> **Material supplied**:

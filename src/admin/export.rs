//! CSV export of the member list.

use chrono::{DateTime, NaiveDate, Utc};

use crate::models::Member;

pub const CSV_HEADER: &str = "Name,Email,University,Course,Year,Phone,Motivation,Joined Date";

/// A rendered export, ready to be written to disk or offered as a download.
#[derive(Debug, Clone, PartialEq, Eq)]
pub struct CsvExport {
    pub filename: String,
    pub contents: String,
}

/// Export file name for the given day: `tytc-members-YYYY-MM-DD.csv`.
pub fn export_filename(date: NaiveDate) -> String {
    format!("tytc-members-{}.csv", date.format("%Y-%m-%d"))
}

/// Render members as CSV in the fixed column order, every field quoted.
pub fn export_csv<'a, I>(members: I, now: DateTime<Utc>) -> CsvExport
where
    I: IntoIterator<Item = &'a Member>,
{
    let mut contents = String::from(CSV_HEADER);
    contents.push('\n');

    for member in members {
        let joined = short_date(member.joined_at);
        let fields = [
            member.name.as_str(),
            member.email.as_str(),
            member.university.as_str(),
            member.course.as_str(),
            member.year.as_str(),
            member.phone.as_str(),
            member.motivation.as_str(),
            joined.as_str(),
        ];
        let row: Vec<String> = fields.iter().map(|f| quote(f)).collect();
        contents.push_str(&row.join(","));
        contents.push('\n');
    }

    CsvExport {
        filename: export_filename(now.date_naive()),
        contents,
    }
}

/// US short date, e.g. `12/5/2024`.
fn short_date(at: DateTime<Utc>) -> String {
    at.format("%-m/%-d/%Y").to_string()
}

fn quote(field: &str) -> String {
    format!("\"{}\"", field.replace('"', "\"\""))
}

#[cfg(test)]
mod tests {
    use super::*;

    fn member() -> Member {
        Member {
            id: "member_1_abcdefghi".to_string(),
            name: "Ada".to_string(),
            email: "ada@x.com".to_string(),
            university: "Unilag".to_string(),
            course: "Computer Science".to_string(),
            year: "2".to_string(),
            phone: String::new(),
            motivation: "I want to \"build\", ship".to_string(),
            joined_at: "2024-12-05T09:30:00Z".parse().unwrap(),
        }
    }

    #[test]
    fn test_header_and_row() {
        let now = "2026-10-19T12:00:00Z".parse().unwrap();
        let export = export_csv(&[member()], now);
        let lines: Vec<_> = export.contents.lines().collect();

        assert_eq!(lines[0], CSV_HEADER);
        assert_eq!(
            lines[1],
            r#""Ada","ada@x.com","Unilag","Computer Science","2","","I want to ""build"", ship","12/5/2024""#
        );
        assert_eq!(export.filename, "tytc-members-2026-10-19.csv");
    }

    #[test]
    fn test_empty_export_has_header_only() {
        let now = "2026-01-02T00:00:00Z".parse().unwrap();
        let export = export_csv(std::iter::empty(), now);
        assert_eq!(export.contents, format!("{}\n", CSV_HEADER));
        assert_eq!(export.filename, "tytc-members-2026-01-02.csv");
    }
}
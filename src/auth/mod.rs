//! Static bearer token authentication.
//!
//! Implements constant-time comparison to mitigate timing attacks.

use axum::{
    extract::Request,
    http::header,
    middleware::Next,
    response::{IntoResponse, Response},
};
use subtle::ConstantTimeEq;

use crate::errors::AppError;

/// Bearer token authentication layer function that takes the expected token as a parameter.
pub async fn bearer_auth_layer(
    expected_token: Option<String>,
    request: Request,
    next: Next,
) -> Response {
    // If no token is configured, allow all requests (dev mode)
    let Some(expected) = expected_token else {
        return next.run(request).await;
    };

    let provided = request
        .headers()
        .get(header::AUTHORIZATION)
        .and_then(|v| v.to_str().ok())
        .and_then(|s| s.strip_prefix("Bearer "))
        .map(|s| s.trim().to_string());

    match provided {
        Some(token) if constant_time_compare(&token, &expected) => next.run(request).await,
        Some(_) => {
            tracing::debug!("Rejected request with invalid bearer token");
            AppError::Unauthorized("Invalid bearer token".to_string()).into_response()
        }
        None => AppError::Unauthorized("Missing bearer token".to_string()).into_response(),
    }
}

/// Perform constant-time string comparison.
fn constant_time_compare(a: &str, b: &str) -> bool {
    a.as_bytes().ct_eq(b.as_bytes()).into()
}

#[cfg(test)]
mod tests {
    use super::*;

    #[test]
    fn test_constant_time_compare_equal() {
        assert!(constant_time_compare("anon-key-123", "anon-key-123"));
    }

    #[test]
    fn test_constant_time_compare_not_equal() {
        assert!(!constant_time_compare("anon-key-123", "anon-key-124"));
    }

    #[test]
    fn test_constant_time_compare_different_lengths() {
        assert!(!constant_time_compare("short", "much-longer-key"));
    }
}
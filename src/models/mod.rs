//! Data models for the TYTC backend.
//!
//! Field names serialize as camelCase to match the website's JSON contract.

mod member;
mod news;

pub use member::*;
pub use news::*;
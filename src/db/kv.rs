//! Namespaced key-value store over a single SQLite table.
//!
//! Values are JSON documents. Keys are namespaced by prefix (`member_`, `news_`).

use serde_json::Value;
use sqlx::{Row, SqlitePool};

use crate::errors::AppError;

/// Key-value store with get, upsert and literal prefix scan.
#[derive(Clone)]
pub struct KvStore {
    pool: SqlitePool,
}

impl KvStore {
    pub fn new(pool: SqlitePool) -> Self {
        Self { pool }
    }

    /// Get the value stored under `key`, if any.
    pub async fn get(&self, key: &str) -> Result<Option<Value>, AppError> {
        let row = sqlx::query("SELECT value FROM kv_store WHERE key = ?")
            .bind(key)
            .fetch_optional(&self.pool)
            .await?;

        match row {
            Some(row) => {
                let raw: String = row.get("value");
                Ok(Some(serde_json::from_str(&raw)?))
            }
            None => Ok(None),
        }
    }

    /// Insert or replace the value stored under `key`.
    pub async fn set(&self, key: &str, value: &Value) -> Result<(), AppError> {
        let raw = serde_json::to_string(value)?;
        sqlx::query(
            "INSERT INTO kv_store (key, value) VALUES (?, ?) ON CONFLICT(key) DO UPDATE SET value = excluded.value",
        )
        .bind(key)
        .bind(&raw)
        .execute(&self.pool)
        .await?;
        Ok(())
    }

    /// All `(key, value)` pairs whose key starts with `prefix`. Order is unspecified.
    ///
    /// The prefix is compared literally and case-sensitively (no LIKE wildcards).
    pub async fn get_by_prefix(&self, prefix: &str) -> Result<Vec<(String, Value)>, AppError> {
        let rows = sqlx::query("SELECT key, value FROM kv_store WHERE substr(key, 1, length(?)) = ?")
            .bind(prefix)
            .bind(prefix)
            .fetch_all(&self.pool)
            .await?;

        let mut entries = Vec::with_capacity(rows.len());
        for row in rows {
            let key: String = row.get("key");
            let raw: String = row.get("value");
            match serde_json::from_str::<Value>(&raw) {
                Ok(value) => entries.push((key, value)),
                Err(e) => tracing::warn!("Skipping undecodable value under {}: {}", key, e),
            }
        }
        Ok(entries)
    }
}
//! News article model.

use chrono::{DateTime, TimeZone, Utc};
use serde::{Deserialize, Serialize};

/// A published news article. Seeded once, never edited.
#[derive(Debug, Clone, Serialize, Deserialize, PartialEq)]
#[serde(rename_all = "camelCase")]
pub struct NewsArticle {
    pub id: String,
    pub title: String,
    pub excerpt: String,
    /// Paragraphs separated by a blank line.
    pub content: String,
    pub author: String,
    pub published_at: DateTime<Utc>,
    pub category: String,
}

impl NewsArticle {
    /// Split `content` into its paragraphs.
    pub fn paragraphs(&self) -> Vec<&str> {
        self.content
            .split("\n\n")
            .map(str::trim)
            .filter(|p| !p.is_empty())
            .collect()
    }
}

/// Sort articles most recent first.
pub fn sort_newest_first(articles: &mut [NewsArticle]) {
    articles.sort_by(|a, b| b.published_at.cmp(&a.published_at));
}

const DRELLO_TITLE: &str = "Drello - Our Task Management Platform Officially Launches";
const DRELLO_EXCERPT: &str = "After months of development, we're excited to announce the official launch of Drello, our flagship task management and productivity platform.";
const DRELLO_CONTENT: &str = "We are thrilled to announce the official launch of Drello, Tyora's first flagship product. Drello is a comprehensive task management and productivity platform designed to help individuals and teams organize their work efficiently.\n\nBuilt with modern web technologies and a focus on user experience, Drello offers intuitive project organization, collaborative features, and powerful productivity tools. This launch marks a significant milestone for Tyora as we begin our journey to build Africa's tech future.\n\nDrello is now available for beta testing, and we're actively gathering feedback from early users to improve the platform further.";

const AXIOM_TITLE: &str = "Axiom AI Model Development Underway";
const AXIOM_EXCERPT: &str = "We're working on Axiom, our proprietary AI model that will power intelligent features across our product ecosystem.";
const AXIOM_CONTENT: &str = "Development of Axiom, Tyora's proprietary AI model, is well underway. This artificial intelligence system will serve as the foundation for intelligent features across our entire product ecosystem.\n\nAxiom is being designed with a focus on practical applications that can benefit African businesses and students. The model will initially focus on natural language processing and task automation capabilities.\n\nWhile still in development, early prototypes show promising results. We expect to begin alpha testing in the coming months as we work towards integrating AI capabilities into our existing and future products.";

fn drello(id: &str) -> NewsArticle {
    NewsArticle {
        id: id.to_string(),
        title: DRELLO_TITLE.to_string(),
        excerpt: DRELLO_EXCERPT.to_string(),
        content: DRELLO_CONTENT.to_string(),
        author: "Fagite Emmanuel Olamide".to_string(),
        published_at: Utc.with_ymd_and_hms(2024, 12, 15, 10, 0, 0).unwrap(),
        category: "Product Launch".to_string(),
    }
}

fn axiom(id: &str) -> NewsArticle {
    NewsArticle {
        id: id.to_string(),
        title: AXIOM_TITLE.to_string(),
        excerpt: AXIOM_EXCERPT.to_string(),
        content: AXIOM_CONTENT.to_string(),
        author: "Tyora Development Team".to_string(),
        published_at: Utc.with_ymd_and_hms(2024, 12, 1, 14, 30, 0).unwrap(),
        category: "Development".to_string(),
    }
}

/// The two articles written by the initialization routine. Ids are fixed.
pub fn seed_articles() -> Vec<NewsArticle> {
    vec![drello("news_drello_launch"), axiom("news_axiom_development")]
}

/// Articles shown by clients when the backend cannot be reached.
pub fn fallback_articles() -> Vec<NewsArticle> {
    vec![drello("fallback_drello"), axiom("fallback_axiom")]
}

> **Activity**: Only one span is wanted. It runs from the first line of the listing through the line with "pub fn export_filename(date: NaiveDate)", and each line must match exactly.

> **Answer area**:
filename src/admin/export.rs
//! CSV export of the member list.

use chrono::{DateTime, NaiveDate, Utc};

use crate::models::Member;

pub const CSV_HEADER: &str = "Name,Email,University,Course,Year,Phone,Motivation,Joined Date";

/// A rendered export, ready to be written to disk or offered as a download.
#[derive(Debug, Clone, PartialEq, Eq)]
pub struct CsvExport {
    pub filename: String,
    pub contents: String,
}

/// Export file name for the given day: `tytc-members-YYYY-MM-DD.csv`.
pub fn export_filename(date: NaiveDate) -> String {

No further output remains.